Entre as prioridades, o dirigente sindical destacou o cumprimento desigual dos diplomas de progressão, dando conta que "há hospitais que estão a aplicar e outros que ainda não estão a aplicar".
A plataforma de cinco sindicatos de enfermeiros pediu esta sexta-feira ao Governo a aplicação dos diplomas de progressão da carreira, denunciando desigualdades entre hospitais, antes de avançar para o Acordo Coletivo de Trabalho (ACT).
Em declarações à agência Lusa, o vice-presidente do Sindicato Democrático dos Enfermeiros Portugueses (Sindepor) disse que, apesar de terem sido chamados "para retomar as negociações do ACT", há questões estruturais que não podem continuar por resolver.
"Existem matérias que já estão legisladas, que já estão aprovadas em Diário da República e que supostamente já deveriam ter entrado em vigor há muito tempo", afirmou Fernando Fernandes, após a reunião com a ministra da Saúde, Ana Paula Martins, e a secretária de Estado da Administração Pública, Marisa Garrido, em Lisboa.
Entre as prioridades, o dirigente sindical destacou o cumprimento desigual dos diplomas de progressão, dando conta que "há hospitais que estão a aplicar e outros que ainda não estão a aplicar".
Fernando Fernandes realçou que a mesma disparidade se verifica na avaliação de desempenho, essencial para efeitos de progressão, defendendo que a tutela deve "arrumar primeiro a casa" antes do "próximo ACT".
Os sindicatos vão voltar a reunir-se com a tutela na próxima sexta-feira, altura em que entregarão um levantamento nacional das falhas na aplicação da legislação, abrangendo hospitais e unidades de saúde familiar, para uniformizar a situação.
"Não podemos ter um país a duas ou três ou quatro velocidades. Os conselhos de administração não têm dado andamento ao que está decidido em Diário da República", sublinhou.
O vice-presidente do Sindepor revelou ainda que Ana Paula Martins "concordou inteiramente" que não se pode avançar em determinados assuntos enquanto outros permanecem por resolver.
Em setembro passado, a plataforma de cinco sindicatos de enfermeiros entregou ao Governo a sua contraproposta para um ACT.
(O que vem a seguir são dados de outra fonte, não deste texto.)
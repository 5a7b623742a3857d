use super::*;
use proptest::prelude::*;
use std::collections::BTreeMap;

fn tree_with(order: usize, keys: impl IntoIterator<Item = i64>) -> BPlusTree<i64, String> {
    let mut tree = BPlusTree::new(order).unwrap();
    for k in keys {
        tree.insert(k, format!("v{k}"));
    }
    tree
}

#[test]
fn test_new_tree() {
    let tree = BPlusTree::<i64, String>::new(4).unwrap();
    assert!(tree.is_empty());
    assert_eq!(tree.len(), 0);
    assert_eq!(tree.height(), 1);
    assert_eq!(tree.order(), 4);
    assert_eq!(tree.node_count(), 1);
    assert!(tree.is_valid());
}

#[test]
fn test_invalid_order() {
    assert!(matches!(
        BPlusTree::<i64, i64>::new(2),
        Err(BPlusTreeError::InvalidOrder(2))
    ));
    assert!(BPlusTree::<i64, i64>::new(1).is_err());
    assert!(BPlusTree::<i64, i64>::new(0).is_err());
    assert!(BPlusTree::<i64, i64>::new(3).is_ok());
}

#[test]
fn test_default_order() {
    let tree: BPlusTree<i64, i64> = BPlusTree::default();
    assert_eq!(tree.order(), DEFAULT_ORDER);
    assert!(tree.is_empty());
}

#[test]
fn test_single_insert_and_search() {
    let mut tree = BPlusTree::new(4).unwrap();

    assert_eq!(tree.insert(42, "answer"), None);

    assert!(!tree.is_empty());
    assert_eq!(tree.len(), 1);
    assert_eq!(tree.height(), 1);
    assert_eq!(tree.search(&42), Some(&"answer"));
    assert_eq!(tree.search(&41), None);
}

#[test]
fn test_multiple_inserts_no_split() {
    // Order 4 means max 3 keys per leaf
    let tree = tree_with(4, [10, 20, 30]);

    assert_eq!(tree.len(), 3);
    assert_eq!(tree.height(), 1);
    assert_eq!(tree.all_keys(), vec![10, 20, 30]);
}

#[test]
fn test_leaf_split() {
    // The fourth key fills the leaf to the order and splits it
    let tree = tree_with(4, [10, 20, 30, 40]);

    assert_eq!(tree.len(), 4);
    assert_eq!(tree.height(), 2);
    assert_eq!(tree.node_count(), 3);
    assert!(tree.is_valid());

    for k in [10, 20, 30, 40] {
        assert_eq!(tree.search(&k), Some(&format!("v{k}")));
    }
}

#[test]
fn test_upsert() {
    let mut tree = tree_with(4, 0..10);

    assert_eq!(tree.insert(5, "first".to_string()), Some("v5".to_string()));
    assert_eq!(tree.insert(5, "second".to_string()), Some("first".to_string()));

    assert_eq!(tree.len(), 10);
    assert_eq!(tree.search(&5).map(String::as_str), Some("second"));
    assert!(tree.is_valid());
}

#[test]
fn test_get_mut() {
    let mut tree = tree_with(4, 0..20);

    if let Some(value) = tree.get_mut(&13) {
        value.push_str("-edited");
    }

    assert_eq!(tree.search(&13).map(String::as_str), Some("v13-edited"));
    assert!(tree.get_mut(&99).is_none());
}

#[test]
fn test_small_tree_basic() {
    let mut tree = BPlusTree::new(5).unwrap();
    tree.insert(10, "Ten");
    tree.insert(20, "Twenty");
    tree.insert(5, "Five");
    tree.insert(15, "Fifteen");
    tree.insert(30, "Thirty");

    assert_eq!(tree.all_keys(), vec![5, 10, 15, 20, 30]);
    assert_eq!(tree.search(&15), Some(&"Fifteen"));
    assert_eq!(tree.search(&25), None);
    assert!(tree.is_valid());
}

#[test]
fn test_sequential_inserts_stay_shallow() {
    let tree = tree_with(4, 1..=20);

    assert!(tree.height() <= 5);
    assert_eq!(tree.all_keys(), (1..=20).collect::<Vec<_>>());
    assert!(tree.is_valid());
}

#[test]
fn test_height_bound_large_order() {
    let tree = tree_with(16, 0..1000);

    assert_eq!(tree.len(), 1000);
    assert!(tree.height() <= 5);
    assert!(tree.is_valid());
}

#[test]
fn test_delete_then_drain() {
    let mut tree = tree_with(4, (1..=10).map(|i| i * 10));

    assert!(tree.delete(&20));
    assert!(tree.delete(&50));
    assert!(tree.delete(&80));

    assert_eq!(tree.len(), 7);
    assert_eq!(tree.search(&20), None);
    assert_eq!(tree.all_keys(), vec![10, 30, 40, 60, 70, 90, 100]);
    assert!(tree.is_valid());

    for k in [10, 30, 40, 60, 70, 90, 100] {
        assert!(tree.delete(&k), "key {k} should be deletable");
        assert!(tree.is_valid(), "invalid after deleting {k}");
    }

    assert!(tree.is_empty());
    assert_eq!(tree.height(), 1);
}

#[test]
fn test_range_query() {
    let tree = tree_with(5, (1..=10).map(|i| i * 10));

    let results = tree.range_query(&25, &75);
    let keys: Vec<i64> = results.iter().map(|(k, _)| *k).collect();
    assert_eq!(keys, vec![30, 40, 50, 60, 70]);
    assert_eq!(results[0].1, "v30");

    assert!(tree.range_query(&101, &200).is_empty());
}

#[test]
fn test_range_query_bounds_inclusive() {
    let tree = tree_with(4, 0..50);

    let keys: Vec<i64> = tree.range(&10, &20).map(|(k, _)| *k).collect();
    assert_eq!(keys, (10..=20).collect::<Vec<_>>());

    let keys: Vec<i64> = tree.range(&-5, &2).map(|(k, _)| *k).collect();
    assert_eq!(keys, vec![0, 1, 2]);

    // Reversed range
    assert!(tree.range_query(&30, &20).is_empty());
    assert_eq!(tree.range_query(&7, &7), vec![(7, "v7".to_string())]);
}

#[test]
fn test_range_matches_linear_filter() {
    let tree = tree_with(6, (0..300).map(|i| (i * 37) % 1000));
    let all = tree.all_keys();

    for (lower, upper) in [(0, 999), (100, 200), (555, 556), (990, 2000), (-10, 5)] {
        let expected: Vec<i64> = all
            .iter()
            .copied()
            .filter(|k| (lower..=upper).contains(k))
            .collect();
        let actual: Vec<i64> = tree.range_query(&lower, &upper).into_iter().map(|(k, _)| k).collect();
        assert_eq!(actual, expected, "range [{lower}, {upper}]");
    }
}

#[test]
fn test_delete_single() {
    let mut tree = tree_with(4, [10, 20, 30]);

    assert_eq!(tree.remove(&20), Some("v20".to_string()));
    assert_eq!(tree.len(), 2);
    assert_eq!(tree.search(&20), None);
    assert!(tree.contains_key(&10));
    assert!(tree.contains_key(&30));
}

#[test]
fn test_delete_not_found() {
    let mut tree = tree_with(4, 0..20);
    let height = tree.height();
    let nodes = tree.node_count();

    assert!(!tree.delete(&100));
    assert!(!tree.delete(&-1));
    assert_eq!(tree.len(), 20);
    assert_eq!(tree.height(), height);
    assert_eq!(tree.node_count(), nodes);
}

#[test]
fn test_delete_with_redistribution() {
    let mut tree = tree_with(4, (0..8).map(|i| i * 10));

    for i in 0..4 {
        assert!(tree.delete(&(i * 10)));
        assert!(tree.is_valid());
    }

    assert_eq!(tree.len(), 4);
    for i in 4..8 {
        assert_eq!(tree.search(&(i * 10)), Some(&format!("v{}", i * 10)));
    }
}

#[test]
fn test_delete_with_merge() {
    let mut tree = tree_with(4, (0..10).map(|i| i * 10));
    let initial_height = tree.height();

    for i in 0..7 {
        tree.delete(&(i * 10));
    }

    assert_eq!(tree.len(), 3);
    assert!(tree.height() <= initial_height);
    assert!(tree.is_valid());
    assert_eq!(tree.all_keys(), vec![70, 80, 90]);
}

#[test]
fn test_iterator() {
    let tree = tree_with(4, [5, 2, 8, 1, 9, 3, 7, 4, 6, 0]);

    // Iterator should return in sorted order
    let entries: Vec<_> = tree.iter().collect();
    assert_eq!(entries.len(), 10);

    for (i, (k, v)) in entries.into_iter().enumerate() {
        assert_eq!(*k, i as i64);
        assert_eq!(v, &format!("v{i}"));
    }

    let via_into_iter: Vec<i64> = (&tree).into_iter().map(|(k, _)| *k).collect();
    assert_eq!(via_into_iter, tree.all_keys());
    assert_eq!(tree.keys().copied().collect::<Vec<_>>(), tree.all_keys());
}

#[test]
fn test_first_and_last() {
    let mut tree = tree_with(4, [50, 30, 70, 20, 40, 60, 80, 10]);

    assert_eq!(tree.first_key_value().map(|(k, _)| *k), Some(10));
    assert_eq!(tree.last_key_value().map(|(k, _)| *k), Some(80));

    tree.delete(&10);
    tree.delete(&80);
    assert_eq!(tree.first_key_value().map(|(k, _)| *k), Some(20));
    assert_eq!(tree.last_key_value().map(|(k, _)| *k), Some(70));

    let empty = BPlusTree::<i64, String>::new(4).unwrap();
    assert_eq!(empty.first_key_value(), None);
    assert_eq!(empty.last_key_value(), None);
}

#[test]
fn test_negative_keys() {
    let tree = tree_with(4, [-10, 0, 10]);

    assert!(tree.contains_key(&-10));
    assert!(tree.contains_key(&0));
    assert!(tree.contains_key(&10));
    assert_eq!(tree.range_query(&-15, &5).len(), 2);
}

#[test]
fn test_string_keys() {
    let mut tree = BPlusTree::new(3).unwrap();
    for word in ["pear", "apple", "fig", "kiwi", "banana", "cherry", "date"] {
        tree.insert(word.to_string(), word.len());
    }

    assert_eq!(
        tree.all_keys(),
        vec!["apple", "banana", "cherry", "date", "fig", "kiwi", "pear"]
    );
    assert_eq!(tree.search(&"kiwi".to_string()), Some(&4));
    assert!(tree.is_valid());
}

#[test]
fn test_stress_insert_delete() {
    let mut tree = tree_with(4, 0..100);
    assert_eq!(tree.len(), 100);

    // Delete every other entry
    for i in (0..100).step_by(2) {
        assert!(tree.delete(&i));
    }

    assert_eq!(tree.len(), 50);
    assert!(tree.is_valid());

    for i in 0..100 {
        assert_eq!(tree.contains_key(&i), i % 2 == 1, "key {i}");
    }
}

#[test]
fn test_delete_stress_debug() {
    // Search must keep working while deletions rebalance the tree
    let mut tree = tree_with(4, 0..20);
    assert!(tree.height() >= 2);

    for i in (0..20).step_by(2) {
        tree.delete(&i);
        tree.validate().unwrap();

        for j in 0..20 {
            let should_exist = j % 2 != 0 || j > i;
            assert_eq!(
                tree.contains_key(&j),
                should_exist,
                "After delete({}): Key {} should_exist={}",
                i,
                j,
                should_exist
            );
        }
    }

    assert_eq!(tree.len(), 10);
}

#[test]
fn test_reverse_delete_collapses_height() {
    let mut tree = tree_with(3, 0..200);
    assert!(tree.height() >= 4);

    for i in (0..200).rev() {
        assert!(tree.delete(&i));
        tree.validate().unwrap();
    }

    assert!(tree.is_empty());
    assert_eq!(tree.height(), 1);
    assert_eq!(tree.node_count(), 1);
}

#[test]
fn test_node_recycling() {
    let mut tree = tree_with(4, 0..100);
    for i in 0..100 {
        tree.delete(&i);
    }
    assert_eq!(tree.node_count(), 1);

    for i in 0..100 {
        tree.insert(i, format!("again{i}"));
    }
    assert!(tree.is_valid());
    assert_eq!(tree.len(), 100);
    assert_eq!(tree.search(&99).map(String::as_str), Some("again99"));
}

#[test]
fn test_large_tree() {
    let mut tree = tree_with(4, 0..1000);

    assert_eq!(tree.len(), 1000);
    assert!(tree.height() >= 3);
    assert!(tree.is_valid());

    assert_eq!(tree.range_query(&500, &510).len(), 11);

    for i in (0..1000).filter(|i| i % 3 == 0) {
        tree.delete(&i);
    }
    assert_eq!(tree.len(), 666);
    assert!(tree.is_valid());
}

#[test]
fn test_clear() {
    let mut tree = tree_with(4, 0..50);
    tree.clear();

    assert!(tree.is_empty());
    assert_eq!(tree.height(), 1);
    assert_eq!(tree.order(), 4);
    assert_eq!(tree.node_count(), 1);

    tree.insert(1, "one".to_string());
    assert_eq!(tree.len(), 1);
}

#[test]
fn test_stats() {
    let tree = tree_with(4, [1, 2, 3]);
    let stats = tree.stats();

    assert_eq!(stats.order, 4);
    assert_eq!(stats.height, 1);
    assert_eq!(stats.entries, 3);
    assert_eq!(stats.leaf_nodes, 1);
    assert_eq!(stats.internal_nodes, 0);
    assert!((stats.leaf_fill - 1.0).abs() < f64::EPSILON);

    let large = tree_with(8, 0..500).stats();
    assert_eq!(large.entries, 500);
    assert!(large.internal_nodes >= 1);

    let json = serde_json::to_value(&large).unwrap();
    assert_eq!(json["entries"], 500);
}

// ============================================================================
//  Differential tests against BTreeMap
// ============================================================================

#[derive(Debug, Clone)]
enum Op {
    Insert(i64, u32),
    Delete(i64),
}

fn op() -> impl Strategy<Value = Op> {
    prop_oneof![
        3 => (0i64..200, any::<u32>()).prop_map(|(k, v)| Op::Insert(k, v)),
        2 => (0i64..200).prop_map(Op::Delete),
    ]
}

proptest! {
    #![proptest_config(ProptestConfig::with_cases(128))]

    /// Every mutation leaves a valid tree that agrees with the oracle.
    #[test]
    fn prop_matches_btreemap(order in 3usize..10, ops in prop::collection::vec(op(), 1..400)) {
        let mut tree = BPlusTree::new(order).unwrap();
        let mut oracle = BTreeMap::new();

        for op in ops {
            match op {
                Op::Insert(k, v) => {
                    prop_assert_eq!(tree.insert(k, v), oracle.insert(k, v));
                }
                Op::Delete(k) => {
                    let expected = oracle.remove(&k);
                    prop_assert_eq!(tree.delete(&k), expected.is_some());
                }
            }
            if let Err(err) = tree.validate() {
                return Err(TestCaseError::fail(format!("{err} after {op:?}")));
            }
        }

        prop_assert_eq!(tree.len(), oracle.len());
        prop_assert_eq!(tree.is_empty(), oracle.is_empty());
        prop_assert_eq!(tree.all_keys(), oracle.keys().copied().collect::<Vec<_>>());
        for (k, v) in &oracle {
            prop_assert_eq!(tree.search(k), Some(v));
        }
    }

    /// Range scans return exactly the oracle's inclusive range.
    #[test]
    fn prop_range_matches_btreemap(
        order in 3usize..12,
        keys in prop::collection::btree_set(-500i64..500, 0..300),
        lower in -600i64..600,
        span in 0i64..400,
    ) {
        let tree = tree_with(order, keys.iter().copied());
        let upper = lower + span;

        let expected: Vec<i64> = keys.range(lower..=upper).copied().collect();
        let actual: Vec<i64> = tree.range_query(&lower, &upper).into_iter().map(|(k, _)| k).collect();
        prop_assert_eq!(actual, expected);
    }

    /// Deleting every key in arbitrary order always rebalances fully.
    #[test]
    fn prop_drain_in_any_order(
        order in 3usize..8,
        keys in prop::collection::vec(0i64..1000, 1..300).prop_shuffle(),
    ) {
        let mut tree = tree_with(order, keys.iter().copied());

        for k in &keys {
            let before = tree.len();
            let removed = tree.delete(k);
            prop_assert_eq!(tree.len(), if removed { before - 1 } else { before });
            prop_assert!(!tree.contains_key(k));
            prop_assert!(tree.is_valid());
        }

        prop_assert!(tree.is_empty());
        prop_assert_eq!(tree.height(), 1);
    }
}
"O ministério apresentou-nos uma proposta que, no essencial, não garante aquilo que os enfermeiros querem neste momento. O que nós queremos é igualdade entre os contratos em funções públicas e os contratos individuais de trabalho e essa proposta, em si, não traz isso", adiantou Fernando Parreira, que é também presidente do Sindicato Independente dos Profissionais de Enfermagem (Sipenf), na ocasião.
No final de julho, o Governo e estes sindicatos dos enfermeiros assinaram um protocolo que estabelecia os termos e as matérias a rever, com as negociações a arrancarem em setembro, com uma primeira reunião entre as duas partes.
Segundo o Governo, em cima da mesa está uma proposta de ACT, que abrange diversos temas, como novas formas de organização do tempo de trabalho dos enfermeiros, nomeadamente a flexibilidade dos horários para os profissionais de enfermagem do Serviço Nacional de Saúde.
A plataforma sindical reúne o Sindicato Nacional dos Enfermeiros (SNE), o Sindicato Democrático dos Enfermeiros Portugueses (Sindepor), o Sindicato dos Enfermeiros (SE), o Sindicato Independente dos Profissionais de Enfermagem (Sipenf) e o Sindicato Independente de Todos os Enfermeiros Unidos (SITEU).